= Paul Wynter =

Competitive bodybuilder (1935–2019)

Paul Wynter (1935–2019) was an Antigua and Barbuda competitive bodybuilder and sometime film actor. He is best known for his two wins in the Mr. Universe competition.

A native of Antigua and Barbuda in the Caribbean, he was born on October 28, 1935. He died on January 14, 2019, aged 83.

==Bodybuilding and Mr. Universe==
Wynter was first awarded the title of Mr. Universe in 1960. He won the title again in 1966, and placed highly in the same competition over several years from his first placing in 1958. During his career as a bodybuilder he was admired for having one of the most perfectly symmetrical bodies in the world, standing at a relatively average 5'8" tall and weighing 180 lbs. He was featured in at least fourteen issues of Health and Strength Magazine, even as recently as 1997.

==Film career==
Wynter's best known roles are arguably in the Italian-made sword and sandal films Atlas in the Land of the Cyclops (1961) co-starring Gordon Mitchell and Mole Men Against the Son of Hercules (1961) co-starring Mark Forest. Additionally, he appeared in several French-made comedies.

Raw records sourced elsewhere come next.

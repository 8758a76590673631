use aidswap_shared::FeedbackRequest;
use dioxus::prelude::*;

use crate::auth_session::AuthContext;
use crate::components::toast::use_toaster;
use crate::components::ui::{Button, ButtonVariant, ErrorBanner, FieldLabel, TextArea};

/// Build the request, or the message to show next to the form.
fn rating_request(
    post_id: i64,
    helper_id: i64,
    rating: u8,
    comment: &str,
) -> Result<FeedbackRequest, String> {
    FeedbackRequest::new(post_id, helper_id, rating, comment).map_err(|e| e.to_string())
}

/// Collapsible 1-5 star rating form for help received on a post.
#[component]
pub fn FeedbackRating(
    post_id: i64,
    helper_id: i64,
    on_submitted: Option<EventHandler<()>>,
) -> Element {
    let auth = use_context::<AuthContext>();
    let toaster = use_toaster();
    let mut show_form = use_signal(|| false);
    let mut rating = use_signal(|| 0u8);
    let mut comment = use_signal(String::new);
    let mut error = use_signal(|| None::<String>);
    let mut is_submitting = use_signal(|| false);

    if !show_form() {
        return rsx! {
            button {
                class: "text-sm font-medium text-green-700 hover:text-green-900",
                onclick: move |_| show_form.set(true),
                "Rate this help"
            }
        };
    }

    rsx! {
        div { class: "mt-3 rounded-md bg-gray-50 p-4",
            h4 { class: "mb-3 font-medium text-gray-900", "Rate this help" }
            if let Some(e) = error.cloned() {
                ErrorBanner { message: e }
            }
            form {
                class: "space-y-3",
                onsubmit: move |e| {
                    let auth = auth.clone();
                    async move {
                        e.prevent_default();
                        let request = match rating_request(post_id, helper_id, rating(), &comment.read()) {
                            Ok(request) => request,
                            Err(message) => {
                                error.set(Some(message));
                                return;
                            }
                        };

                        is_submitting.set(true);
                        error.set(None);
                        match auth.client().submit_feedback(&request).await {
                            Ok(_) => {
                                toaster.success("Thank you, your rating was sent.");
                                rating.set(0);
                                comment.set(String::new());
                                show_form.set(false);
                                if let Some(handler) = on_submitted {
                                    handler.call(());
                                }
                            }
                            Err(e) => {
                                toaster.error(e.message);
                            }
                        }
                        is_submitting.set(false);
                    }
                },
                div {
                    FieldLabel { text: "Rating".to_string() }
                    div { class: "flex gap-1",
                        for star in 1..=5u8 {
                            button {
                                key: "{star}",
                                r#type: "button",
                                class: if star <= rating() { "text-2xl text-yellow-400" } else { "text-2xl text-gray-300" },
                                disabled: is_submitting(),
                                onclick: move |_| {
                                    rating.set(star);
                                    error.set(None);
                                },
                                "★"
                            }
                        }
                    }
                }
                div {
                    FieldLabel { text: "Comment (optional)".to_string() }
                    TextArea {
                        value: comment.cloned(),
                        placeholder: Some("Share how it went…".to_string()),
                        oninput: move |e: FormEvent| comment.set(e.value()),
                    }
                }
                div { class: "flex gap-2",
                    Button {
                        r#type: Some("submit".to_string()),
                        disabled: Some(is_submitting()),
                        if is_submitting() { "Sending…" } else { "Send rating" }
                    }
                    Button {
                        variant: Some(ButtonVariant::Secondary),
                        disabled: Some(is_submitting()),
                        onclick: move |_| show_form.set(false),
                        "Cancel"
                    }
                }
            }
        }
    }
}

#[cfg(test)]
mod tests {
    use super::*;

    #[test]
    fn missing_rating_is_reported_inline() {
        let message = rating_request(4, 9, 0, "thanks").unwrap_err();
        assert_eq!(message, "Please choose a rating between 1 and 5");
        assert!(rating_request(4, 9, 6, "").is_err());
    }

    #[test]
    fn chosen_rating_builds_the_request() {
        let request = rating_request(4, 9, 5, "  great  ").unwrap();
        assert_eq!((request.post_id, request.helper_id, request.rating), (4, 9, 5));
        assert_eq!(request.comment.as_deref(), Some("great"));
    }
}
//! AidSwap client - Main entry point
//!
//! Supports both web (WASM) and desktop platforms.

#![allow(non_snake_case)]

use aidswap_client::{auth_session::AuthProvider, components::ToastProvider, logging, routes::Route};
use dioxus::prelude::*;

// Assets
const MAIN_CSS: Asset = asset!("/assets/main.css");

fn main() {
    logging::init();
    dioxus::launch(App);
}

#[component]
fn App() -> Element {
    rsx! {
        document::Link { rel: "stylesheet", href: MAIN_CSS }

        AuthProvider {
            ToastProvider {
                Router::<Route> {}
            }
        }
    }
}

Wynter performed his strongman act on Granada TV's much-loved variety show, The Wheeltappers and Shunters Social Club in 1974.

==Later life==
According to a 2003 article, Wynter was living in New Moston, Manchester with his wife Mary, who two years his junior and manages a care home. In that year, a mentally unstable neighbor broke into the couple's home and attacked them with a knife. While the couple survived the incident, Wynter sustained a stab to the chest that punctured his lung.

The local police force honored Wynter with a special award. When it was revealed that the attacker, who had been caught, was awarded freedom by the Manchester court, Wynter boycotted the ceremony out of protest. His wife Mary accepted the award on his behalf.